Patients who have their first episode of variceal bleeding despite primary prophylaxis with a nonselective β-adrenergic receptor antagonist (also called a nonselective β-blocker [NSBB]) receive additional treatment by endoscopic band ligation to prevent further bleeding. However, little is known about their long-term outcomes. We collected data on 89 consecutive patients with cirrhosis who were admitted to the Liver Unit of Hospital Clínic, Barcelona, with acute esophageal variceal bleeding between June 2007 and February 2011. Thirty-four patients were receiving primary prophylaxis with NSBBs when they had their first episode of variceal bleeding, whereas 55 were not receiving NSBBs (controls). All patients were subsequently treated with a combination of endoscopic band ligation and NSBBs.
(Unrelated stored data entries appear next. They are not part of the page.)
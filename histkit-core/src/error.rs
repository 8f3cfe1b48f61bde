//! Workflow error taxonomy

use crate::engine::EngineError;
use crate::fs::FsError;
use crate::storage::StorageError;
use crate::transport::TransportError;

/// Result type for workflow operations
pub type Result<T> = std::result::Result<T, HistoryError>;

/// Errors surfaced by [`crate::GitHistory`]
#[derive(Debug, thiserror::Error)]
pub enum HistoryError {
    /// A required collaborator or identity is missing
    #[error("Configuration error: {0}")]
    Configuration(String),

    /// A remote operation was requested but no URL is configured
    #[error("No remote server configured for remote '{0}'")]
    NoRemoteConfigured(String),

    #[error("Filesystem error: {0}")]
    Fs(#[from] FsError),

    #[error("Storage error: {0}")]
    Storage(#[from] StorageError),

    #[error("Engine error: {0}")]
    Engine(#[from] EngineError),

    #[error("Transport error: {0}")]
    Transport(#[from] TransportError),

    #[error("Failed to load configuration: {0}")]
    ConfigFile(String),
}

impl HistoryError {
    /// Configuration problems, including a missing remote
    pub fn is_configuration(&self) -> bool {
        matches!(
            self,
            HistoryError::Configuration(_)
                | HistoryError::NoRemoteConfigured(_)
                | HistoryError::ConfigFile(_)
        )
    }

    /// Whether the error ultimately signals a missing path or ref
    pub fn is_not_found(&self) -> bool {
        match self {
            HistoryError::Fs(e) => e.is_not_found(),
            HistoryError::Storage(StorageError::NotFound(_)) => true,
            HistoryError::Engine(EngineError::NotFound(_)) => true,
            HistoryError::Engine(EngineError::Fs(e)) => e.is_not_found(),
            _ => false,
        }
    }

    /// Whether the error was raised for an operation the storage cannot express
    pub fn is_unsupported(&self) -> bool {
        matches!(
            self,
            HistoryError::Fs(FsError::Unsupported { .. })
                | HistoryError::Engine(EngineError::Fs(FsError::Unsupported { .. }))
        )
    }
}

#[cfg(test)]
mod tests {
    use super::*;

    #[test]
    fn test_missing_remote_is_configuration_error() {
        let err = HistoryError::NoRemoteConfigured("origin".into());
        assert!(err.is_configuration());
        assert!(HistoryError::Configuration("engine".into()).is_configuration());
        assert!(!HistoryError::Fs(FsError::NotFound("/x".into())).is_configuration());
    }

    #[test]
    fn test_not_found_classification() {
        assert!(HistoryError::Fs(FsError::NotFound("/x".into())).is_not_found());
        assert!(HistoryError::Engine(EngineError::Fs(FsError::NotFound("/x".into()))).is_not_found());
        assert!(HistoryError::Engine(EngineError::NotFound("refs/heads/x".into())).is_not_found());
        assert!(!HistoryError::Configuration("x".into()).is_not_found());
    }

    #[test]
    fn test_unsupported_classification() {
        let err = HistoryError::from(FsError::Unsupported {
            op: "readlink",
            path: "/a".into(),
        });
        assert!(err.is_unsupported());
    }
}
Patients were examined after 1, 3, and 6 months and every 6 months thereafter until 2 years. After 2 years, a greater proportion of patients who had their first episode of bleeding while on NSBBs had further bleeding, compared with controls (48% vs 24%; P = .01). Primary prophylaxis with NSBBs and serum levels of bilirubin were independent predictors of rebleeding. Overall, 11 patients died, and 5 underwent liver transplantation. Liver transplantation-free survival was lower among patients who had their first episode of bleeding while taking NSBBs (66% vs 88% for controls; P = .02). Primary prophylaxis with NSBBs and Child-Pugh class were independently associated with liver transplantation-free survival. Patients who have their first episode of variceal bleeding while on primary prophylaxis with a β-blocking agent have an increased risk of further bleeding and death, despite adding endoscopic band ligation. These patients possibly require alternative treatment approaches.